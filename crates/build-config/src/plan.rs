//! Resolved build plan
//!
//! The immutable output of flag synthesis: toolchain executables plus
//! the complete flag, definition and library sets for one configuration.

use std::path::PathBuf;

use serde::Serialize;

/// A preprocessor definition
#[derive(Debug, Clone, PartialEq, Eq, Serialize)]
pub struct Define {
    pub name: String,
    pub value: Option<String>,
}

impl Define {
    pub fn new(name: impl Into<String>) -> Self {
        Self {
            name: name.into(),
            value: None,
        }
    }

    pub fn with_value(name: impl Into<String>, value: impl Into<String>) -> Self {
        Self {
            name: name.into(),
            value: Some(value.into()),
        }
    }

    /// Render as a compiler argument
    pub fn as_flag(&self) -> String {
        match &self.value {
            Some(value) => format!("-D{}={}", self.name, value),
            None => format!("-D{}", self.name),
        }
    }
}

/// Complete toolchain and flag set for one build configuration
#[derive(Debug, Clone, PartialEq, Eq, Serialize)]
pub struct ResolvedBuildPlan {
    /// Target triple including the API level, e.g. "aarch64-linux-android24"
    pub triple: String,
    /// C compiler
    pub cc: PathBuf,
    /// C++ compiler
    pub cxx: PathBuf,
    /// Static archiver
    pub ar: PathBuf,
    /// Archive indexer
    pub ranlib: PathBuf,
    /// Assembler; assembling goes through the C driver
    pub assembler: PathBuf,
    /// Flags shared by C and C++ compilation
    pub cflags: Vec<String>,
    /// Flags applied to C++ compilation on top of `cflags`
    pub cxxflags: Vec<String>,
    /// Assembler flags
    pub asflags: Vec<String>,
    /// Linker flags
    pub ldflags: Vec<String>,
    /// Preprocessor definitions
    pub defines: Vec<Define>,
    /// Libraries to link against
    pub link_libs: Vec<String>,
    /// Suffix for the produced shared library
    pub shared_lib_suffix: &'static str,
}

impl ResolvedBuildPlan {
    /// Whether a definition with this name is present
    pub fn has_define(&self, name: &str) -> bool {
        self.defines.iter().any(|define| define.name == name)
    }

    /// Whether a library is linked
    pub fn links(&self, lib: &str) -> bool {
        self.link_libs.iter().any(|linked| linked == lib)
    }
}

========

What needs to be done: Output the material in full, matching it word for word.

Written solution:
filename crates/build-config/src/plan.rs
//! Resolved build plan
//!
//! The immutable output of flag synthesis: toolchain executables plus
//! the complete flag, definition and library sets for one configuration.

use std::path::PathBuf;

use serde::Serialize;

/// A preprocessor definition
#[derive(Debug, Clone, PartialEq, Eq, Serialize)]
pub struct Define {
    pub name: String,
    pub value: Option<String>,
}

impl Define {
    pub fn new(name: impl Into<String>) -> Self {
        Self {
            name: name.into(),
            value: None,
        }
    }

    pub fn with_value(name: impl Into<String>, value: impl Into<String>) -> Self {
        Self {
            name: name.into(),
            value: Some(value.into()),
        }
    }

    /// Render as a compiler argument
    pub fn as_flag(&self) -> String {
        match &self.value {
            Some(value) => format!("-D{}={}", self.name, value),
            None => format!("-D{}", self.name),
        }
    }
}

/// Complete toolchain and flag set for one build configuration
#[derive(Debug, Clone, PartialEq, Eq, Serialize)]
pub struct ResolvedBuildPlan {
    /// Target triple including the API level, e.g. "aarch64-linux-android24"
    pub triple: String,
    /// C compiler
    pub cc: PathBuf,
    /// C++ compiler
    pub cxx: PathBuf,
    /// Static archiver
    pub ar: PathBuf,
    /// Archive indexer
    pub ranlib: PathBuf,
    /// Assembler; assembling goes through the C driver
    pub assembler: PathBuf,
    /// Flags shared by C and C++ compilation
    pub cflags: Vec<String>,
    /// Flags applied to C++ compilation on top of `cflags`
    pub cxxflags: Vec<String>,
    /// Assembler flags
    pub asflags: Vec<String>,
    /// Linker flags
    pub ldflags: Vec<String>,
    /// Preprocessor definitions
    pub defines: Vec<Define>,
    /// Libraries to link against
    pub link_libs: Vec<String>,
    /// Suffix for the produced shared library
    pub shared_lib_suffix: &'static str,
}

impl ResolvedBuildPlan {
    /// Whether a definition with this name is present
    pub fn has_define(&self, name: &str) -> bool {
        self.defines.iter().any(|define| define.name == name)
    }

    /// Whether a library is linked
    pub fn links(&self, lib: &str) -> bool {
        self.link_libs.iter().any(|linked| linked == lib)
    }
}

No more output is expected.